§ Your task: Search the data for "ProtocolError". Each line containing it is to be copied.

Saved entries
------------------------------------
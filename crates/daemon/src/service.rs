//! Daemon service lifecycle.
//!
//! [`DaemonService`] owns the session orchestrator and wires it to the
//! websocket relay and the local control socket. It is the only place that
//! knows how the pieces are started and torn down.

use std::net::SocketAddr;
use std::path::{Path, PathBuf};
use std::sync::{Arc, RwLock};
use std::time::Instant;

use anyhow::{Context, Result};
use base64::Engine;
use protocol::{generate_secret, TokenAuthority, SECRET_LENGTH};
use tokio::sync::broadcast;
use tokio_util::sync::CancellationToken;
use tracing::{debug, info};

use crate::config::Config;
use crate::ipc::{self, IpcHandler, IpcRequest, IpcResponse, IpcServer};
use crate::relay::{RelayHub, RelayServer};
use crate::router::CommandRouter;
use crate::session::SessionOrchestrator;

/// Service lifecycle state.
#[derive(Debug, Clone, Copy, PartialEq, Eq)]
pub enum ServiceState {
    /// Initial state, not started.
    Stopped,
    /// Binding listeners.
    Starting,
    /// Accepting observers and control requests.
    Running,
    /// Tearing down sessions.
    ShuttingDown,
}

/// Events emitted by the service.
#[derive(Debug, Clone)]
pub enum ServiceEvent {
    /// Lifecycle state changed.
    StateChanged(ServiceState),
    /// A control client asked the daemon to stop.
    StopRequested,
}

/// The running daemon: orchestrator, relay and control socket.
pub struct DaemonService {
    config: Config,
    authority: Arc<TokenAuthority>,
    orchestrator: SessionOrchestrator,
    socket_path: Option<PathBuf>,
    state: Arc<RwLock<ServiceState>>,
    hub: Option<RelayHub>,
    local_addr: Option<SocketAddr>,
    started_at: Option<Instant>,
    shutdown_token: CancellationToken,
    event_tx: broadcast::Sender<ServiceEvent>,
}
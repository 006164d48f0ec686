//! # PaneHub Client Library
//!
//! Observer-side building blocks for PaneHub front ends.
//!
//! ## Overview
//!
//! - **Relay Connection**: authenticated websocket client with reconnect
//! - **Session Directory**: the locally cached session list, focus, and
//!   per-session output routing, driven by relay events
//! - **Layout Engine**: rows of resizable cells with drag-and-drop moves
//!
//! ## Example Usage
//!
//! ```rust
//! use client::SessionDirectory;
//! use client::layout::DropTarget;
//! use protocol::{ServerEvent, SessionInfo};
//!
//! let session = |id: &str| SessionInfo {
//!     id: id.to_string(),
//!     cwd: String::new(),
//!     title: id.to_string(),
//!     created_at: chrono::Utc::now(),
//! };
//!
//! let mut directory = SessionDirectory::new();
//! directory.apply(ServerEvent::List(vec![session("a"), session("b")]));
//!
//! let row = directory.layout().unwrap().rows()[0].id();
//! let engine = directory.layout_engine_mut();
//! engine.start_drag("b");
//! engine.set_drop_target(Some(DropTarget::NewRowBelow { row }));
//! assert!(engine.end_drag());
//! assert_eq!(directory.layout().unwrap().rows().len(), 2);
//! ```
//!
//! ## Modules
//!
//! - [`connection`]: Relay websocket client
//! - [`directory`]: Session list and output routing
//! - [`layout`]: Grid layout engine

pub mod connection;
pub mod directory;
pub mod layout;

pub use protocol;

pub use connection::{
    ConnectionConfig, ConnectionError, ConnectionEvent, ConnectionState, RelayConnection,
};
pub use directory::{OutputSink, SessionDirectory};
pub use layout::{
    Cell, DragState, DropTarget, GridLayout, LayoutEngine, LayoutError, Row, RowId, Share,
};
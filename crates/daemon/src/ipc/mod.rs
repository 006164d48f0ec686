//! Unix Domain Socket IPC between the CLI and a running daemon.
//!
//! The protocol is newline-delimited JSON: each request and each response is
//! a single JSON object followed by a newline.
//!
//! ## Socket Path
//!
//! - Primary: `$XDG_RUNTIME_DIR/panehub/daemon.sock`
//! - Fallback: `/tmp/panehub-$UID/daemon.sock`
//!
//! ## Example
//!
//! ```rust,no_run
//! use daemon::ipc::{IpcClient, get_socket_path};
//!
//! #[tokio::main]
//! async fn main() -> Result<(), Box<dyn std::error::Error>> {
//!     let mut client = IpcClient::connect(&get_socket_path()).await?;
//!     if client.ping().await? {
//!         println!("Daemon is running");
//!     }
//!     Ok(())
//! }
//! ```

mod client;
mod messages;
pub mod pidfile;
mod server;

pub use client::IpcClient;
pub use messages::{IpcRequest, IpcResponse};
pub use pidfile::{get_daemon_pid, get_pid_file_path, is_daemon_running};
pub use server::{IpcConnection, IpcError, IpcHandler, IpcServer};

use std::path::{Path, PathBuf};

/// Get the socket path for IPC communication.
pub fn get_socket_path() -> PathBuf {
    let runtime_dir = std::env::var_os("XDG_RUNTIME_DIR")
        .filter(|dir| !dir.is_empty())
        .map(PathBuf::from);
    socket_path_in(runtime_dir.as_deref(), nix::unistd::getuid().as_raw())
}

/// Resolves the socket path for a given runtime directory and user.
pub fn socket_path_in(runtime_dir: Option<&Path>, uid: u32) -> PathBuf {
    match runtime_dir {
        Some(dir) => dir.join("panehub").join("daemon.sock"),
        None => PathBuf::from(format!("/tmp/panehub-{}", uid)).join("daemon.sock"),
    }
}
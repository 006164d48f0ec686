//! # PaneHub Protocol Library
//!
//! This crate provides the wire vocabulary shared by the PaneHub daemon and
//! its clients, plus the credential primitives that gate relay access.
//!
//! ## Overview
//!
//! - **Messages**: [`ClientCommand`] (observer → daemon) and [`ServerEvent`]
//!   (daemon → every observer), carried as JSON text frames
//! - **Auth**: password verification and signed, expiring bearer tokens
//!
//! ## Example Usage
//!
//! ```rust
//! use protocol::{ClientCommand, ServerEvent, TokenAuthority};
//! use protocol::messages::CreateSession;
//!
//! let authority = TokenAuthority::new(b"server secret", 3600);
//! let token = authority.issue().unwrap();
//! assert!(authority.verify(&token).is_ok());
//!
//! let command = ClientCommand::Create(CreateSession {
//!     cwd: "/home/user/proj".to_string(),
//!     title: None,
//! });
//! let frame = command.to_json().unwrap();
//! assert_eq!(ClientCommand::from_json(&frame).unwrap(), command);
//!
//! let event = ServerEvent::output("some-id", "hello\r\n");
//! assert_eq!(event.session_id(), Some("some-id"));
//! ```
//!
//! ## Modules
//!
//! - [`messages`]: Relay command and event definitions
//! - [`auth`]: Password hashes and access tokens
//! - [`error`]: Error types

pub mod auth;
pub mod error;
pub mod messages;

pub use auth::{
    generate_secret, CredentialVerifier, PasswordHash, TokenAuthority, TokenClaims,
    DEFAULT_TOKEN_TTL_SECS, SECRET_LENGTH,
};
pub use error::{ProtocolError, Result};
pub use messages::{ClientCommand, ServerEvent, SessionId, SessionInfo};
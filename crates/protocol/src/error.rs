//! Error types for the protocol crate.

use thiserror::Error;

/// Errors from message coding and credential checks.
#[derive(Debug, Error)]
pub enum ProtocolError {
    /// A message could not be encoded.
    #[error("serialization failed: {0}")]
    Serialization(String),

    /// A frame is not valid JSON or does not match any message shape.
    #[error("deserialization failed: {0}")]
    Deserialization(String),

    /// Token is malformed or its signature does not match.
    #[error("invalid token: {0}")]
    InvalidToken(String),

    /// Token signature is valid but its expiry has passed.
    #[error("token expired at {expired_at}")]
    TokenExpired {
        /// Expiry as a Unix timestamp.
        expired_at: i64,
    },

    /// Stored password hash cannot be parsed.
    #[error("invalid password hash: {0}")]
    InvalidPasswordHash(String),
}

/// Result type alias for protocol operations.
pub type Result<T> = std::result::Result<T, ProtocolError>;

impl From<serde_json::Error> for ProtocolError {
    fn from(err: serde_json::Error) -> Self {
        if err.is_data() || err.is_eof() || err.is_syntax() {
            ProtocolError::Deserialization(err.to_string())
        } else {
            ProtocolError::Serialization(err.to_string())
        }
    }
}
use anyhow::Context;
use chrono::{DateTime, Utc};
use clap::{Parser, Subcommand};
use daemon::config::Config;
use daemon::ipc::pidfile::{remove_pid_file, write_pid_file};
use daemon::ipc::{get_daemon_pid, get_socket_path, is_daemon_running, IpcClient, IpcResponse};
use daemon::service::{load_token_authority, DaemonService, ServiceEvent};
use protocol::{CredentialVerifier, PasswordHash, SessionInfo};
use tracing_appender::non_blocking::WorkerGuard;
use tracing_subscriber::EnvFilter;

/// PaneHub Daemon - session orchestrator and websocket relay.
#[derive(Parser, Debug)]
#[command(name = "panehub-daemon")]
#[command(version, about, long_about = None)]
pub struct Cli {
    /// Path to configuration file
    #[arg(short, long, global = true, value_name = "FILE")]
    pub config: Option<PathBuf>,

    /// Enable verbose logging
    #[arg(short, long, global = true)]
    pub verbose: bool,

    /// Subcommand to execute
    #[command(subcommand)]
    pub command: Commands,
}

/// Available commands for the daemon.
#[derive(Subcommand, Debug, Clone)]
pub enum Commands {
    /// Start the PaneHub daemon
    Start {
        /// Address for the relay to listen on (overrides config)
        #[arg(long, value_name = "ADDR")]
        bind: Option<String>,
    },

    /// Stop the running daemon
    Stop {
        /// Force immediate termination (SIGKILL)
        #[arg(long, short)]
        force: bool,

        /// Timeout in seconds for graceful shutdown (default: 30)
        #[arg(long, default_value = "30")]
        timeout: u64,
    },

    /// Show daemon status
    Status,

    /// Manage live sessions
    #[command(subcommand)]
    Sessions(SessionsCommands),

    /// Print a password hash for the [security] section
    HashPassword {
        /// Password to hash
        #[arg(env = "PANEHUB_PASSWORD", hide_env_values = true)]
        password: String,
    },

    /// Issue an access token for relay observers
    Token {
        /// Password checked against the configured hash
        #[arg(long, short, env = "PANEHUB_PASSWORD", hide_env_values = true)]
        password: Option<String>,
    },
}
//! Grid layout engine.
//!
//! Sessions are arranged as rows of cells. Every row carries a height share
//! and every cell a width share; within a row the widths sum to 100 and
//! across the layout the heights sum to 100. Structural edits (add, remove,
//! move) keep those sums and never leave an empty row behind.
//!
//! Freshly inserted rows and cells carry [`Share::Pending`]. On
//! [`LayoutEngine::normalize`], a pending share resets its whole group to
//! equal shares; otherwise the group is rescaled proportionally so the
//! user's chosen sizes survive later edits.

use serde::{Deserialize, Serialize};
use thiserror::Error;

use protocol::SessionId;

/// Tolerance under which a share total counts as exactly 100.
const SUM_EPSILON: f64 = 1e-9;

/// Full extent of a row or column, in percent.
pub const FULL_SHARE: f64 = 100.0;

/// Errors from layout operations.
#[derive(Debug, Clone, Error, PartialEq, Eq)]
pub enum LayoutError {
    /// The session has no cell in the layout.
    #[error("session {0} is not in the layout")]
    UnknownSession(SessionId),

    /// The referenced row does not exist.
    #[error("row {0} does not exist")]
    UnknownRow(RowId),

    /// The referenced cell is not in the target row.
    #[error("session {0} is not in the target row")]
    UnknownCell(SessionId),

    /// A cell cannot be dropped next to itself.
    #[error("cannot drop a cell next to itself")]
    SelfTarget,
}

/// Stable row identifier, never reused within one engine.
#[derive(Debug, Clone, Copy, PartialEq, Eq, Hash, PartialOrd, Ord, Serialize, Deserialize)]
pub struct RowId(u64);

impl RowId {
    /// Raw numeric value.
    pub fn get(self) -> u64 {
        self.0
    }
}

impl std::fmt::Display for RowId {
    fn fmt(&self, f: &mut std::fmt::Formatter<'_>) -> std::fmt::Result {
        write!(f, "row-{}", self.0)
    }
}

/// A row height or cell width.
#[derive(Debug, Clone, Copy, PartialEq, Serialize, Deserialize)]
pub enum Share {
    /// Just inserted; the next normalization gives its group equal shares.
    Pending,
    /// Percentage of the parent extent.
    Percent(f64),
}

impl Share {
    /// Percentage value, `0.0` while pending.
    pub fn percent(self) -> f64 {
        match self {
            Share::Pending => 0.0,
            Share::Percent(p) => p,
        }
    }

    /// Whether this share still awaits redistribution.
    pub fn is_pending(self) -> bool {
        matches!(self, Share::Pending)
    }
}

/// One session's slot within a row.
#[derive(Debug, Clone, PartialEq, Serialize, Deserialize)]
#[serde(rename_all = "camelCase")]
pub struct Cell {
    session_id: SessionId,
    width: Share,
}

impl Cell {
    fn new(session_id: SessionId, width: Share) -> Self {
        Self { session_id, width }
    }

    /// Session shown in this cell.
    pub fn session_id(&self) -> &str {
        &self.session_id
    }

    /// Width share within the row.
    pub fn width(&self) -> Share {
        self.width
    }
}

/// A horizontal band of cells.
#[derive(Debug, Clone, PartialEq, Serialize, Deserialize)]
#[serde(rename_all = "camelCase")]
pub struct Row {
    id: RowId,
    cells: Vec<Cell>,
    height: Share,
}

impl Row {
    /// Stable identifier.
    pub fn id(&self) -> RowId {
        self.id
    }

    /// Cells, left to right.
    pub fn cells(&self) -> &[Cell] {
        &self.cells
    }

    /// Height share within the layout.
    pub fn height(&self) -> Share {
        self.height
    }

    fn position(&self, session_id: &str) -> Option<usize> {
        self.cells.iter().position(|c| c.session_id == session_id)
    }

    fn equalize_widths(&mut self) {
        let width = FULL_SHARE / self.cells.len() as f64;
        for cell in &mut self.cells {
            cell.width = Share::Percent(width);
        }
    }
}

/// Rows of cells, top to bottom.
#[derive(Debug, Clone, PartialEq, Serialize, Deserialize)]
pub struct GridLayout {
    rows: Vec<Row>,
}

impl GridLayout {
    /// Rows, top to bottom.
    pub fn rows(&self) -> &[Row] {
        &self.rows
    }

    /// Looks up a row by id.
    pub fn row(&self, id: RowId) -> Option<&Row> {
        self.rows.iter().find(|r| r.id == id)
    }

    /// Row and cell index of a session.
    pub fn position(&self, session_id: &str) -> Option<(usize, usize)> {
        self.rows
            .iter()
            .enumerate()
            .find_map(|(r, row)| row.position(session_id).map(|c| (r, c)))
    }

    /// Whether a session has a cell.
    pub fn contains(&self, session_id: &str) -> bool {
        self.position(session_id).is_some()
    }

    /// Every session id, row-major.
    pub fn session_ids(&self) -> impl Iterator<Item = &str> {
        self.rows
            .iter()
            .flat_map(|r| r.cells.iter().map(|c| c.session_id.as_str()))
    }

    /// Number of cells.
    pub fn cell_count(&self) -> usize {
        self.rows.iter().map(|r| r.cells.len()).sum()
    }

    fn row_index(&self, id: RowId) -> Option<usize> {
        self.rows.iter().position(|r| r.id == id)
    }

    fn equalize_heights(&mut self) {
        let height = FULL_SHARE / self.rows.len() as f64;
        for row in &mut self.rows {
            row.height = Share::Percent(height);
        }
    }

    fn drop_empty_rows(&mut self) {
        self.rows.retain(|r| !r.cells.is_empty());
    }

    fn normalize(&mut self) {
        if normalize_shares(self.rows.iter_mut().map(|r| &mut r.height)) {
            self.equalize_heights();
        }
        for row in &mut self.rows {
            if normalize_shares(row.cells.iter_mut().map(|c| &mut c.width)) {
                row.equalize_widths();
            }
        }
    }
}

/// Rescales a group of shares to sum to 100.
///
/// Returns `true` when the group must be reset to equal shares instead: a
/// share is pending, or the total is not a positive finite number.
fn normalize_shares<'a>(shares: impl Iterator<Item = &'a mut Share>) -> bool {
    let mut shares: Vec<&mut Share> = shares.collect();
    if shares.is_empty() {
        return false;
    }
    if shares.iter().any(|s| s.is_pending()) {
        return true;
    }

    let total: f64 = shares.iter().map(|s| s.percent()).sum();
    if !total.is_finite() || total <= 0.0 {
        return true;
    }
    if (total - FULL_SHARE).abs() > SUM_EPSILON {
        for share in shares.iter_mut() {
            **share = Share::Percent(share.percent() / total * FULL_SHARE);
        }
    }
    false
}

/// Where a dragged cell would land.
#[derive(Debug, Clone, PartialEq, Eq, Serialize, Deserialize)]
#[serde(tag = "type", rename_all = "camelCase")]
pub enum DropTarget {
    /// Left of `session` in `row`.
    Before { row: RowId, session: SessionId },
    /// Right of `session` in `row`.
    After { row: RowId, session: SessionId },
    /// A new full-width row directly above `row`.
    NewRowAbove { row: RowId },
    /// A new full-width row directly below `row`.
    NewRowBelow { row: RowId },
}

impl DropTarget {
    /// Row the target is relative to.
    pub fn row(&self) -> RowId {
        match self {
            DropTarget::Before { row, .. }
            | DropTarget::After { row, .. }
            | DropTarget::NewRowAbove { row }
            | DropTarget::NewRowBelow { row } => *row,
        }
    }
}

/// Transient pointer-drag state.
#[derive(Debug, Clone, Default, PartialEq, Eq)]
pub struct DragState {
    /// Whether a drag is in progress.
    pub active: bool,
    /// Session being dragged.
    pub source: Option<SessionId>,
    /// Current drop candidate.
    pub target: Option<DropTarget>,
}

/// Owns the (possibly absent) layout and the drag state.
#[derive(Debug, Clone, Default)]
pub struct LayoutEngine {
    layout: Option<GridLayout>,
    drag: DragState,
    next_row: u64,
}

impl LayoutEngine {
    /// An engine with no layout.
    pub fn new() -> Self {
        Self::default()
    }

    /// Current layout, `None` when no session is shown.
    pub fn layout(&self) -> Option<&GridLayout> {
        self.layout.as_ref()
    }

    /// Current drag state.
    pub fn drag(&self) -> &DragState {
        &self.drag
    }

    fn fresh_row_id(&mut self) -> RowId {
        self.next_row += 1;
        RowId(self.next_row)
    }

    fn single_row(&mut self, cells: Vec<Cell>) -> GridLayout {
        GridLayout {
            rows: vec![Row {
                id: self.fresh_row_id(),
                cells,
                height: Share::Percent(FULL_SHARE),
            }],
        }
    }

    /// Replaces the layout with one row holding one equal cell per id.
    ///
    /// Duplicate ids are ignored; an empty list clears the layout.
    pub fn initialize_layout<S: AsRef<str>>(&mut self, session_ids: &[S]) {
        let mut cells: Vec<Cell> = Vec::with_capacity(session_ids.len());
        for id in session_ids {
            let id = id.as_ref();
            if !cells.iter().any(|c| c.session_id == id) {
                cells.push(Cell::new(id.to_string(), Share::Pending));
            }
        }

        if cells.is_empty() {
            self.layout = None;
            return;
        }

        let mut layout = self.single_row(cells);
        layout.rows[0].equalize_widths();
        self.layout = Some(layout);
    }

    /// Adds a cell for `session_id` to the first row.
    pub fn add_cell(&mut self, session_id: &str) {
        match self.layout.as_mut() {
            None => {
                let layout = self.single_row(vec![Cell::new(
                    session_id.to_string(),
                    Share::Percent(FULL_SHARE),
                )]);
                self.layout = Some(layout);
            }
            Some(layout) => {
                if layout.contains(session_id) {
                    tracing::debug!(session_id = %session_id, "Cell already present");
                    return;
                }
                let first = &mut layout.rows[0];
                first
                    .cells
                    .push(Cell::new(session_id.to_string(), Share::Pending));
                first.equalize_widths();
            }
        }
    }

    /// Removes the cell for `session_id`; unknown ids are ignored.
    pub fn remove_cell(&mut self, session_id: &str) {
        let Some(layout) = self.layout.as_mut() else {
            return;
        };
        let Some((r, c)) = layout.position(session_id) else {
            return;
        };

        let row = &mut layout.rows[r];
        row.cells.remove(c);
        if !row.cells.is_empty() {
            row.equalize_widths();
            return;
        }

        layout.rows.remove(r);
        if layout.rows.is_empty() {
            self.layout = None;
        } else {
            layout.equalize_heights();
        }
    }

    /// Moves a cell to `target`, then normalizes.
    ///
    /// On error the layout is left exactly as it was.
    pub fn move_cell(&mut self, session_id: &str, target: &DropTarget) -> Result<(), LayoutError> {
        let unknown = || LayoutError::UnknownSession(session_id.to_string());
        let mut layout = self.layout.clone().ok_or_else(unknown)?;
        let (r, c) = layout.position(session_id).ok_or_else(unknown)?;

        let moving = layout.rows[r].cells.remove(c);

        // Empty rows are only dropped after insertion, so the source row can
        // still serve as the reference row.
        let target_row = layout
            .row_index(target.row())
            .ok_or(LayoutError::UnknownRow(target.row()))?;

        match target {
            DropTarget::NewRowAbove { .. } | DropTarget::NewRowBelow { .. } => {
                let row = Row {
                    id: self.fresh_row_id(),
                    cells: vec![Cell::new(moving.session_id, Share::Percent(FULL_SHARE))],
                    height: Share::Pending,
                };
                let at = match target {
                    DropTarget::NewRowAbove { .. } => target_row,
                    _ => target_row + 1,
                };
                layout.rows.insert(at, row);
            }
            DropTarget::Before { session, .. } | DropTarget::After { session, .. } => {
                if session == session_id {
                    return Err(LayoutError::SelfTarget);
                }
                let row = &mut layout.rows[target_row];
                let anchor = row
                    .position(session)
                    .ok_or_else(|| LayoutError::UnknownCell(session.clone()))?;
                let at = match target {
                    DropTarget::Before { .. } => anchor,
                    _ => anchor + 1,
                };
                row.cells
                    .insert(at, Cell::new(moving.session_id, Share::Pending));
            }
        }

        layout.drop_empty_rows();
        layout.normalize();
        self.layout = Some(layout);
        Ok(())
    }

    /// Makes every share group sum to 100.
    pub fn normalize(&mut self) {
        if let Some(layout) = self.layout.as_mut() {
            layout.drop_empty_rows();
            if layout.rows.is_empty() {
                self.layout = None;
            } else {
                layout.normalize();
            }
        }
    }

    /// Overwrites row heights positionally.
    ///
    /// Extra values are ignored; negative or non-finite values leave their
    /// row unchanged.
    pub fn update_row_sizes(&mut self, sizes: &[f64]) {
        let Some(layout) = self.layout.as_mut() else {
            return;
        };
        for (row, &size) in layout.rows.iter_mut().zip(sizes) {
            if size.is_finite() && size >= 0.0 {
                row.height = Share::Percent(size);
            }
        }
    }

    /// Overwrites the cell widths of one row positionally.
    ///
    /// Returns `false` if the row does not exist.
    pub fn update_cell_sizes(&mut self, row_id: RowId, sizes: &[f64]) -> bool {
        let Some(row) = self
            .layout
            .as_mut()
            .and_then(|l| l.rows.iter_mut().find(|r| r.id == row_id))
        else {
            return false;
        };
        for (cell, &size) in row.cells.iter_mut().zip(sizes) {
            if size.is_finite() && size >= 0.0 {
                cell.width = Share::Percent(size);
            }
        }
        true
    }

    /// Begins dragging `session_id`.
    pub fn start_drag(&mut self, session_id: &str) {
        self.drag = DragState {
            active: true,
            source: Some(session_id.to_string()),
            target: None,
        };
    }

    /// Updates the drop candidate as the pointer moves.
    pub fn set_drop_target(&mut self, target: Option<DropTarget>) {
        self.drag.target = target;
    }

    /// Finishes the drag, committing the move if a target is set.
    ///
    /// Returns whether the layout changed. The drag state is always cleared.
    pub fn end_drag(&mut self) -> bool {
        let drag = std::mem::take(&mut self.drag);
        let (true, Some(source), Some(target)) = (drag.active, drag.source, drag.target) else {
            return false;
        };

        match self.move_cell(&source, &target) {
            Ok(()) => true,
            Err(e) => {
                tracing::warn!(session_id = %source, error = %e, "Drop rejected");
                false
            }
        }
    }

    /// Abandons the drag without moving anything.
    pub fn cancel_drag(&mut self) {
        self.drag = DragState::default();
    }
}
------------------------------------
§ Solution for this problem:
pub use error::{ProtocolError, Result};
pub enum ProtocolError {
pub type Result<T> = std::result::Result<T, ProtocolError>;
impl From<serde_json::Error> for ProtocolError {
            ProtocolError::Deserialization(err.to_string())
            ProtocolError::Serialization(err.to_string())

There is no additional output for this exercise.